Figure 2. Cell interfacing, cytocompatibility and biodegradation.
a,b, Confocal microscopy, SEM and FIB-SEM cross-sections of cells over nanoneedles (nN-B) at 4 h (a) and of nanoneedles on top of cells (nN-T; 100 rcf) at 0 h (b) show cell spreading, adhesion and nanoneedle interfacing. Scale bars, 10 µm confocal; 5 µm SEM; 2 µm FIB-SEM. c,MTT assay comparing the metabolic activity of cells grown on a flat silicon substrate (WT) with the activities for the nN-T and nN-B settings over the course of five days. d, LDH assay comparing the release of lactate dehydrogenase over the course of two days for human dermal fibroblasts (HDF) grown on nN-T, nN-B, and tissue culture plastic (WT). Cells incubated with Triton-X serve as positive controls for membrane permeabilization. ***p<0.001. Error bars in c,d represent the s.d. of 3 replicates.
Nanoneedles efficiently loaded and retained nucleic acids, releasing them over 12–18 h (Supplementary Figs 3 and 4). Both nanoinjection strategies delivered nucleic acids intracellularly and were able to regulate gene expression. After 30 min of nN-B nanoinjection, siRNA delivery to cells was minimal. However, at 24 h and 48 h, siRNA was uniformly distributed throughout the cytosol (Fig. 3a and Supplementary Fig. 5). In the nN-T setting, nanoneedles were applied onto cells using a 100 relative centrifugal force (rcf) acceleration, and left in place for 30 min to deliver the siRNA to the cytosol (Supplementary Fig. 5). Nanoinjection required either cellular activity or application of an external force. When cellular activity was impaired by maintaining the culture at 4 °C, nN-T nanoinjection at 0 rcf did not yield any cytosolic delivery over 4 h (Supplementary Fig. 6). In contrast, forceful nanoinjection at 4 °C and 100 rcf yielded cytosolic delivery of siRNA.
Figure 3. Intracellular co-delivery of nucleic acids.

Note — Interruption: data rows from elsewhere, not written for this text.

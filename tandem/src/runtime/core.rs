use super::affine::AffineRunner;
use super::background::BackgroundRunner;
use super::builder::ThreadConfig;
use super::task::{Task, TaskHandle};
use super::timer::{Command, ScheduledHandle, Timer, TimerHandle};
use crate::error::{Error, Result};

use parking_lot::Mutex;
use std::fmt;
use std::sync::atomic::{AtomicBool, Ordering};
use std::sync::{Arc, Weak};
use std::thread::{self, JoinHandle};
use std::time::Duration;
use tracing::{debug, trace, warn};

/// Where a fired scheduled entry is dispatched.
#[derive(Debug, Clone, Copy)]
enum Target {
    Background,
    Affine,
}

/// How queued work is treated during teardown.
#[derive(Debug, Clone, Copy)]
enum Teardown {
    /// Queued background jobs still run.
    Graceful,
    /// Queued background jobs are cancelled.
    Immediate,
}

/// State shared by the service and every handle to it.
struct Shared {
    background: BackgroundRunner,
    affine: AffineRunner,
    timer: TimerHandle,

    /// Join handle of the timer thread, taken on shutdown.
    timer_thread: Mutex<Option<JoinHandle<()>>>,

    shutdown: AtomicBool,

    /// Held for the whole teardown so that every caller returns only once
    /// the threads are joined.
    teardown: Mutex<()>,
}

impl Shared {
    fn ensure_running(&self) -> Result<()> {
        if self.shutdown.load(Ordering::Acquire) {
            return Err(Error::ServiceShutdown);
        }

        Ok(())
    }

    /// Shuts down all internal components in an orderly fashion.
    ///
    /// This performs the following steps:
    /// 1. Rejects new submissions
    /// 2. Stops the timer thread; entries that have not fired are cancelled
    /// 3. Cancels affine jobs that were never drained
    /// 4. Closes (or aborts) the pool and joins its workers
    ///
    /// Concurrent callers are serialized. An immediate teardown aborts the
    /// pool before queueing behind a graceful one, so it still cancels the
    /// queued jobs. A pool worker skips the lock: the holder may be joining
    /// it.
    fn shutdown(&self, mode: Teardown) {
        if !self.shutdown.swap(true, Ordering::AcqRel) {
            debug!(?mode, "executor service shutting down");
        }

        if let Teardown::Immediate = mode {
            self.background.abort();
        }

        let _teardown = (!self.background.is_current_worker()).then(|| self.teardown.lock());

        let _ = self.timer.send(Command::Shutdown);

        let timer_thread = self.timer_thread.lock().take();
        if let Some(timer_thread) = timer_thread {
            if timer_thread.thread().id() != thread::current().id() && timer_thread.join().is_err()
            {
                warn!("timer thread panicked");
            }
        }

        let undrained = self.affine.close();
        if !undrained.is_empty() {
            debug!(jobs = undrained.len(), "cancelling affine jobs that were never drained");
        }
        drop(undrained);

        if let Teardown::Graceful = mode {
            self.background.close();
        }

        self.background.join();
    }
}

/// The executor service.
///
/// `ExecutorService` owns:
/// - a work-stealing pool running background work,
/// - a FIFO queue of work bound to the affinity thread,
/// - a timer thread firing delayed one-shot actions.
///
/// The service is constructed explicitly through
/// [`ExecutorBuilder`](crate::ExecutorBuilder) and handed to collaborators
/// as cheap [`ExecutorHandle`]s. Dropping the service shuts it down
/// gracefully and joins its threads.
pub struct ExecutorService {
    handle: ExecutorHandle,
}

impl ExecutorService {
    /// Starts the pool and the timer thread.
    pub(crate) fn start(worker_threads: usize, config: &ThreadConfig) -> Result<Self> {
        let background = BackgroundRunner::start(worker_threads, config)?;

        let (timer, timer_thread) = match Timer::start(config) {
            Ok(started) => started,
            Err(error) => {
                background.close();
                background.join();
                return Err(Error::Spawn(error));
            }
        };

        let shared = Arc::new(Shared {
            background,
            affine: AffineRunner::new(),
            timer,
            timer_thread: Mutex::new(Some(timer_thread)),
            shutdown: AtomicBool::new(false),
            teardown: Mutex::new(()),
        });

        debug!(worker_threads, "executor service started");

        Ok(Self {
            handle: ExecutorHandle { shared },
        })
    }

    /// Returns a clonable handle for submitting work.
    pub fn handle(&self) -> ExecutorHandle {
        self.handle.clone()
    }

    /// Returns the driver the render/update loop uses to drain affine work.
    pub fn affinity_driver(&self) -> AffinityDriver {
        AffinityDriver {
            shared: self.handle.shared.clone(),
        }
    }

    /// See [`ExecutorHandle::spawn`].
    pub fn spawn<F, T>(&self, work: F) -> Result<TaskHandle<T>>
    where
        F: FnOnce() -> T + Send + 'static,
        T: Send + 'static,
    {
        self.handle.spawn(work)
    }

    /// See [`ExecutorHandle::spawn_affine`].
    pub fn spawn_affine<F, T>(&self, work: F) -> Result<TaskHandle<T>>
    where
        F: FnOnce() -> T + Send + 'static,
        T: Send + 'static,
    {
        self.handle.spawn_affine(work)
    }

    /// See [`ExecutorHandle::execute`].
    pub fn execute<F>(&self, work: F) -> Result<()>
    where
        F: FnOnce() + Send + 'static,
    {
        self.handle.execute(work)
    }

    /// See [`ExecutorHandle::schedule`].
    pub fn schedule<F>(&self, action: F, delay: Duration) -> Result<ScheduledHandle>
    where
        F: FnOnce() + Send + 'static,
    {
        self.handle.schedule(action, delay)
    }

    /// See [`ExecutorHandle::schedule_affine`].
    pub fn schedule_affine<F>(&self, action: F, delay: Duration) -> Result<ScheduledHandle>
    where
        F: FnOnce() + Send + 'static,
    {
        self.handle.schedule_affine(action, delay)
    }

    /// See [`AffinityDriver::process_queued`].
    pub fn process_queued(&self) -> usize {
        self.handle.shared.affine.process_queued()
    }

    /// See [`AffinityDriver::bind`].
    pub fn bind_affinity_thread(&self) -> bool {
        self.handle.shared.affine.bind()
    }

    /// Shuts the service down gracefully.
    ///
    /// New submissions fail with [`Error::ServiceShutdown`], scheduled
    /// entries that have not fired are cancelled, affine work that was never
    /// drained is cancelled, and background work that is already queued
    /// runs to completion before this call returns.
    ///
    /// Calling it more than once is harmless.
    pub fn shutdown(&self) {
        self.handle.shared.shutdown(Teardown::Graceful);
    }

    /// Shuts the service down without running queued work.
    ///
    /// Like [`shutdown`](Self::shutdown), but background jobs that have not
    /// started are cancelled too. Jobs already running finish first.
    pub fn shutdown_now(&self) {
        self.handle.shared.shutdown(Teardown::Immediate);
    }

    pub fn is_shutdown(&self) -> bool {
        self.handle.is_shutdown()
    }
}

impl Drop for ExecutorService {
    fn drop(&mut self) {
        self.handle.shared.shutdown(Teardown::Graceful);
    }
}

impl fmt::Debug for ExecutorService {
    fn fmt(&self, f: &mut fmt::Formatter<'_>) -> fmt::Result {
        f.debug_struct("ExecutorService")
            .field("shutdown", &self.is_shutdown())
            .finish_non_exhaustive()
    }
}

/// A clonable handle for submitting work to an [`ExecutorService`].
///
/// Handles can be moved to any thread, including into submitted work.
/// Once the service shuts down, every submission through a handle fails
/// with [`Error::ServiceShutdown`].
#[derive(Clone)]
pub struct ExecutorHandle {
    shared: Arc<Shared>,
}

impl ExecutorHandle {
    /// Runs `work` on the background pool.
    ///
    /// The handle is returned immediately, possibly before the work starts.
    /// A panic inside `work` is captured in the handle; the worker thread
    /// survives. No ordering is guaranteed between background jobs.
    ///
    /// # Errors
    ///
    /// Returns [`Error::ServiceShutdown`] after teardown began.
    pub fn spawn<F, T>(&self, work: F) -> Result<TaskHandle<T>>
    where
        F: FnOnce() -> T + Send + 'static,
        T: Send + 'static,
    {
        self.shared.ensure_running()?;
        self.shared.background.submit(work)
    }

    /// Queues `work` for the affinity thread.
    ///
    /// The work runs during the next
    /// [`process_queued`](AffinityDriver::process_queued) call, after every
    /// affine job submitted before it. It never runs if nothing drives the
    /// affinity queue.
    ///
    /// # Errors
    ///
    /// Returns [`Error::ServiceShutdown`] after teardown began.
    pub fn spawn_affine<F, T>(&self, work: F) -> Result<TaskHandle<T>>
    where
        F: FnOnce() -> T + Send + 'static,
        T: Send + 'static,
    {
        self.shared.ensure_running()?;
        self.shared.affine.submit(work)
    }

    /// Runs `work` on the background pool without returning a handle.
    ///
    /// A panic inside `work` is logged and otherwise dropped.
    ///
    /// # Errors
    ///
    /// Returns [`Error::ServiceShutdown`] after teardown began.
    pub fn execute<F>(&self, work: F) -> Result<()>
    where
        F: FnOnce() + Send + 'static,
    {
        self.shared.ensure_running()?;

        let (job, _) = Task::new(work, None);
        self.shared.background.push(job)
    }

    /// Runs `action` on the background pool once `delay` elapsed.
    ///
    /// The delay is measured on the timer thread and is unaffected by any
    /// pause state of the application. The action fires no earlier than
    /// `delay`, possibly later under load.
    ///
    /// # Errors
    ///
    /// Returns [`Error::ServiceShutdown`] after teardown began.
    pub fn schedule<F>(&self, action: F, delay: Duration) -> Result<ScheduledHandle>
    where
        F: FnOnce() + Send + 'static,
    {
        self.schedule_on(Target::Background, action, delay)
    }

    /// Queues `action` for the affinity thread once `delay` elapsed.
    ///
    /// # Errors
    ///
    /// Returns [`Error::ServiceShutdown`] after teardown began.
    pub fn schedule_affine<F>(&self, action: F, delay: Duration) -> Result<ScheduledHandle>
    where
        F: FnOnce() + Send + 'static,
    {
        self.schedule_on(Target::Affine, action, delay)
    }

    fn schedule_on<F>(&self, target: Target, action: F, delay: Duration) -> Result<ScheduledHandle>
    where
        F: FnOnce() + Send + 'static,
    {
        self.shared.ensure_running()?;

        let shared: Weak<Shared> = Arc::downgrade(&self.shared);

        let dispatch = Box::new(move || {
            let Some(shared) = shared.upgrade() else {
                return;
            };

            let (job, _) = Task::new(action, None);
            let queued = match target {
                Target::Background => shared.background.push(job),
                Target::Affine => shared.affine.push(job),
            };

            if let Err(error) = queued {
                trace!(?target, %error, "fired entry dropped");
            }
        });

        self.shared.timer.schedule(delay, dispatch)
    }

    pub fn is_shutdown(&self) -> bool {
        self.shared.shutdown.load(Ordering::Acquire)
    }
}

impl fmt::Debug for ExecutorHandle {
    fn fmt(&self, f: &mut fmt::Formatter<'_>) -> fmt::Result {
        f.debug_struct("ExecutorHandle")
            .field("shutdown", &self.is_shutdown())
            .finish_non_exhaustive()
    }
}

/// Drains affine work on behalf of the render/update loop.
///
/// The loop that owns the affinity thread calls
/// [`process_queued`](Self::process_queued) once per tick. Application code
/// waits on handles; the driver drains. The two roles must not be mixed on
/// the affinity thread: waiting there for pending affine work returns
/// [`Error::Deadlock`].
pub struct AffinityDriver {
    shared: Arc<Shared>,
}

impl AffinityDriver {
    /// Runs every affine job queued so far, in submission order, each to
    /// completion, and returns how many ran.
    ///
    /// Jobs submitted while draining run on the next call. Calls made from
    /// inside an affine job return `0`. Queued work keeps being accepted and
    /// drained until the service shuts down.
    ///
    /// # Panics
    ///
    /// Panics if called from a thread other than the affinity thread. The
    /// first thread to drain (or [`bind`](Self::bind)) becomes the affinity
    /// thread for the lifetime of the service.
    pub fn process_queued(&self) -> usize {
        self.shared.affine.process_queued()
    }

    /// Binds the calling thread as the affinity thread ahead of the first
    /// drain, so that deadlocking waits are detected from the start.
    ///
    /// Returns `false` if a different thread is already bound.
    pub fn bind(&self) -> bool {
        self.shared.affine.bind()
    }

    /// Number of affine jobs waiting for the next drain.
    pub fn pending(&self) -> usize {
        self.shared.affine.pending()
    }
}

impl fmt::Debug for AffinityDriver {
    fn fmt(&self, f: &mut fmt::Formatter<'_>) -> fmt::Result {
        f.debug_struct("AffinityDriver")
            .field("pending", &self.pending())
            .finish()
    }
}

a, Co-delivery of GAPDH-siRNA (Cy3 labelled in yellow) and GFP plasmid (GFP in green) to cells in culture after application using the nN-B interfacing strategy. Confocal image acquired 48 h post transfection. The siRNA and GFP signal are present diffusely throughout the cytosol. Scale bars, 5 µm. b, Flow-cytometry scatter (dot) plot shows that >90% of siRNA transfected cells are positive for Cy3 (blue cluster) and that greater than 90% of co-transfected cells are positive for GFP and Cy3 (red cluster) compared with cells transfected with empty needles (black). c, Quantification of flow-cytometry data according to the gate outlined in b to show the percentage of GAPDH-positive, GFP-positive and double-positive cells for nanoneedles loaded with siRNA (S), siRNA and GFP plasmid (SCP). Empty needles were used as the control (C). d, In-cell western assay showing an entire nN-B chip seeded with cells. The fluorescent signal from GAPDH is significantly reduced for cells to which GAPDH siRNA has been delivered (NN-G) relative to empty nanoneedles (NN), nanoneedles loaded with scrambled siRNA (NN-Sc), and empty nanoneedles with GAPDH siRNA delivered from solution (NNCsG). e, Quantification of the in-cell western assay, showing statistically significant silencing of GAPDH expression to <20% of basal level only in cells treated with nanoneedles loaded with GAPDH. Basal level was evaluated for cells grown on empty nanoneedles. ***p<0.001. Error bars represent the s.d. of 3 replicates.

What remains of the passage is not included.